For details of the DVD, see the product information.

Many audiences and television viewers remember Jacqueline du Pre as the smiling, vivacious and beautiful lady with the flowing blonde hair and the cello firmly held between her legs completely lost in her music, eyes staring, unseeing, into the middle distance. A prodigious talent from her earliest years capable of stunning, note-perfect and evocative performances, apparently without too many hours of practice, she took the music world by storm, making many of the famous cello pieces her own and her performances touchstones for others to follow, often with her husband, Daniel Barenboim, another child prodigy.

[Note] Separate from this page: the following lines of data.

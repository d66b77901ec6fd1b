//! s2index - Sentinel-2 NDVI and NDWI analysis
//!
//! A CLI tool that samples Sentinel-2 imagery through the Earth Engine
//! REST API and reports mean vegetation and water index values per point
//! and per date bucket.
//!
//! Exit codes:
//!   0 - Success (including runs that produced no rows)
//!   1 - Runtime error (missing credentials, config, service failure, etc.)

mod analysis;
mod cli;
mod config;
mod credentials;
mod error;
mod indices;
mod models;
mod points;
mod report;
mod service;

use analysis::{generate_buckets, AggregationSettings, WindowAggregator};
use anyhow::{bail, Context, Result};
use chrono::Local;
use cli::{Args, DisplayFormat};
use config::Config;
use credentials::Credentials;
use indices::IndexCalculator;
use models::{AnalysisRequest, Point, ResultTable};
use service::{EarthEngineClient, EarthEngineOptions};
use std::path::{Path, PathBuf};
use tracing::{debug, error, info, warn};
use tracing_subscriber::FmtSubscriber;

#[tokio::main]
async fn main() -> Result<()> {
    // Parse command-line arguments
    let args = Args::parse_args();

    // Validate arguments
    if let Err(e) = args.validate() {
        eprintln!("Error: {}", e);
        std::process::exit(1);
    }

    // Handle --init-config early (no logging needed)
    if args.init_config {
        return handle_init_config();
    }

    // Initialize logging
    init_logging(&args);

    info!("s2index v{}", env!("CARGO_PKG_VERSION"));
    debug!("Arguments: {:?}", args);

    let result = match args.show.clone() {
        Some(path) => handle_show(&path, &args),
        None => run_analysis(args).await,
    };

    match result {
        Ok(exit_code) => {
            std::process::exit(exit_code);
        }
        Err(e) => {
            error!("Analysis failed: {:#}", e);
            eprintln!("\n❌ Error: {:#}", e);
            std::process::exit(1);
        }
    }
}

/// Handle --init-config: generate a default .s2index.toml.
fn handle_init_config() -> Result<()> {
    let path = Path::new(config::CONFIG_FILE_NAME);

    if path.exists() {
        eprintln!(
            "⚠️  {} already exists. Remove it first or edit it manually.",
            config::CONFIG_FILE_NAME
        );
        std::process::exit(1);
    }

    let content = Config::default_toml();
    std::fs::write(path, &content)
        .with_context(|| format!("Failed to write {}", config::CONFIG_FILE_NAME))?;

    println!("✅ Created {} with default settings.", config::CONFIG_FILE_NAME);
    println!("   Edit it to set your project, points, bands and thresholds.");
    Ok(())
}

/// Initialize logging based on verbosity settings.
fn init_logging(args: &Args) {
    let level = args.log_level();

    let subscriber = FmtSubscriber::builder()
        .with_max_level(level)
        .with_target(false)
        .with_thread_ids(false)
        .with_file(false)
        .with_line_number(false)
        .compact()
        .finish();

    if let Err(e) = tracing::subscriber::set_global_default(subscriber) {
        eprintln!("Failed to set tracing subscriber: {}", e);
    }
}

/// Run the complete analysis workflow. Returns the exit code.
async fn run_analysis(args: Args) -> Result<i32> {
    // Load configuration
    let mut config = load_config(&args)?;
    config.merge_with_args(&args);

    let request = build_request(&args, &config)?;
    let mut settings = AggregationSettings::from(&config);
    settings.show_progress = !args.quiet;

    println!("🛰️  Sentinel-2 NDVI and NDWI Analysis");
    println!("   Collection: {}", settings.collection);
    println!("   Points: {}", request.points.len());
    for point in &request.points {
        println!("     📍 {}", point);
    }
    println!(
        "   Dates: {} to {} every {} day(s)",
        request.start, request.end, request.interval_days
    );
    println!(
        "   Max {}: {}",
        settings.cloud_property, request.cloud_threshold
    );

    // Handle --dry-run: list buckets and exit
    if args.dry_run {
        return handle_dry_run(&request, &settings);
    }

    // Step 1: Credentials. Nothing remote happens without them.
    let credentials = Credentials::from_env(&config.credentials.env_var)?;
    if config.credentials.persist {
        credentials.persist(&config.credentials_path())?;
    }

    // Step 2: Connect
    let options = EarthEngineOptions {
        api_url: config.service.api_url.clone(),
        token_url: config.service.token_url.clone(),
        project: config.service.project.clone(),
        timeout_seconds: config.service.timeout_seconds,
    };
    let client = EarthEngineClient::new(credentials, options)?;
    println!("   Project: {}", client.project());

    // Step 3: Aggregate
    println!("\n🔬 Running analysis...");
    let aggregator = WindowAggregator::new(&client, IndexCalculator::from(&config.indices), settings);
    let outcome = aggregator.run(&request).await?;

    // Step 4: Display
    let legacy = config.export.legacy_header;
    println!();
    if outcome.table.is_empty() {
        println!("   No bucket had qualifying imagery with valid samples.");
    }
    print!("{}", render_table(&outcome.table, args.format, legacy)?);

    // Step 5: Export
    let export = report::export(&outcome.table, legacy)?;
    let output = PathBuf::from(&config.general.output);
    let output = report::write_csv(&export, &output)
        .with_context(|| format!("Failed to write results to {}", output.display()))?;

    println!("\n📊 Analysis Summary:");
    println!("{}", report::generate_summary(&outcome.summary));
    println!(
        "\n✅ Analysis complete! Results saved to: {} ({})",
        output.display(),
        export.mime_type
    );

    Ok(0)
}

/// Assemble the analysis request from arguments and configuration.
fn build_request(args: &Args, config: &Config) -> Result<AnalysisRequest> {
    let mut points: Vec<Point> = args.cli_points();
    if let Some(ref path) = args.points_file {
        let from_file = crate::points::load_points_file(path, points.len())?;
        info!("Loaded {} point(s) from {}", from_file.len(), path.display());
        points.extend(from_file);
    }
    if points.is_empty() {
        points = config.points();
        for point in &points {
            point.validate().map_err(anyhow::Error::msg)?;
        }
    }
    if points.is_empty() {
        bail!("No points given: use --point, --points-file or [[points]] in the config file");
    }

    if config.analysis.interval_days == 0 {
        bail!("Interval must be at least 1 day");
    }
    if !config.analysis.cloud_threshold.is_finite() || config.analysis.cloud_threshold < 0.0 {
        bail!("Cloud threshold must be 0.0 or greater");
    }
    if !config.analysis.scale_meters.is_finite() || config.analysis.scale_meters <= 0.0 {
        bail!("Scale must be a positive number of meters");
    }

    let today = Local::now().date_naive();
    let start = args.start.unwrap_or(today);
    let end = args.end.unwrap_or(today);
    if end < start {
        warn!("End date {} is before start date {}", end, start);
    }

    Ok(AnalysisRequest {
        points,
        start,
        end,
        interval_days: config.analysis.interval_days,
        cloud_threshold: config.analysis.cloud_threshold,
    })
}

/// Handle --dry-run: print the buckets that would be queried.
fn handle_dry_run(request: &AnalysisRequest, settings: &AggregationSettings) -> Result<i32> {
    println!("\n🔍 Dry run: date buckets (no Earth Engine calls)...\n");

    let buckets = generate_buckets(
        request.start,
        request.end,
        request.interval_days,
        settings.clamp_final_bucket,
    );

    if buckets.is_empty() {
        println!("   No buckets: the end date is before the start date.");
    } else {
        for bucket in &buckets {
            let note = if bucket.overruns(request.end) {
                "  (extends past end date)"
            } else {
                ""
            };
            println!("     📅 {} {} day(s){}", bucket, bucket.days(), note);
        }
        println!(
            "\n   Total: {} bucket(s) x {} point(s)",
            buckets.len(),
            request.points.len()
        );
    }

    println!("\n✅ Dry run complete. No remote calls were made.");
    Ok(0)
}

/// Handle --show: display an existing results file.
fn handle_show(path: &Path, args: &Args) -> Result<i32> {
    let mut config = load_config(args)?;
    config.merge_with_args(args);

    let table = report::load_csv(path)
        .with_context(|| format!("Failed to read results from {}", path.display()))?;
    info!("Loaded {} row(s) from {}", table.len(), path.display());

    print!(
        "{}",
        render_table(&table, args.format, config.export.legacy_header)?
    );
    Ok(0)
}

fn render_table(table: &ResultTable, format: DisplayFormat, legacy: bool) -> Result<String> {
    let columns = report::header(legacy);
    Ok(match format {
        DisplayFormat::Table => report::generate_text_table(table, &columns),
        DisplayFormat::Markdown => report::generate_markdown_table(table, &columns),
        DisplayFormat::Json => report::generate_json_table(table)? + "\n",
    })
}

/// Load configuration from file or use defaults.
fn load_config(args: &Args) -> Result<Config> {
    // Try explicit config path
    if let Some(ref config_path) = args.config {
        info!("Loading config from: {}", config_path.display());
        return Config::load(config_path);
    }

    // Try default location
    match Config::load_default() {
        Ok(Some(config)) => {
            info!("Loaded default config from {}", config::CONFIG_FILE_NAME);
            Ok(config)
        }
        Ok(None) => {
            debug!("No config file found, using defaults");
            Ok(Config::default())
        }
        Err(e) => {
            warn!("Failed to load config: {}", e);
            Ok(Config::default())
        }
    }
}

This behind-the-scenes film sketches in a fuller picture, some of which is supported by biographical information but not necessarily in the way it is depicted, to create another life and not one necessarily wanted by lovers of her music.
To see an ordinary individual overwhelmed by multiple-sclerosis (MS) is heart-rending and moving enough but to witness such a world-renowned and respected talent succumb to MS and see the certainty of movement reduced to uncontrolled shudders and the purity of sound into discordant scrapes, is enough to reduce the toughest viewers to tears. Great credit to the team film-makers and actors.
A quality film worth watching but be prepared to be swept along in a maelstrom of your deepest emotions as it takes you into the highs and lows of a memorable life but one which highlights the uncertain and fragile nature of human existence. "Carpe diem".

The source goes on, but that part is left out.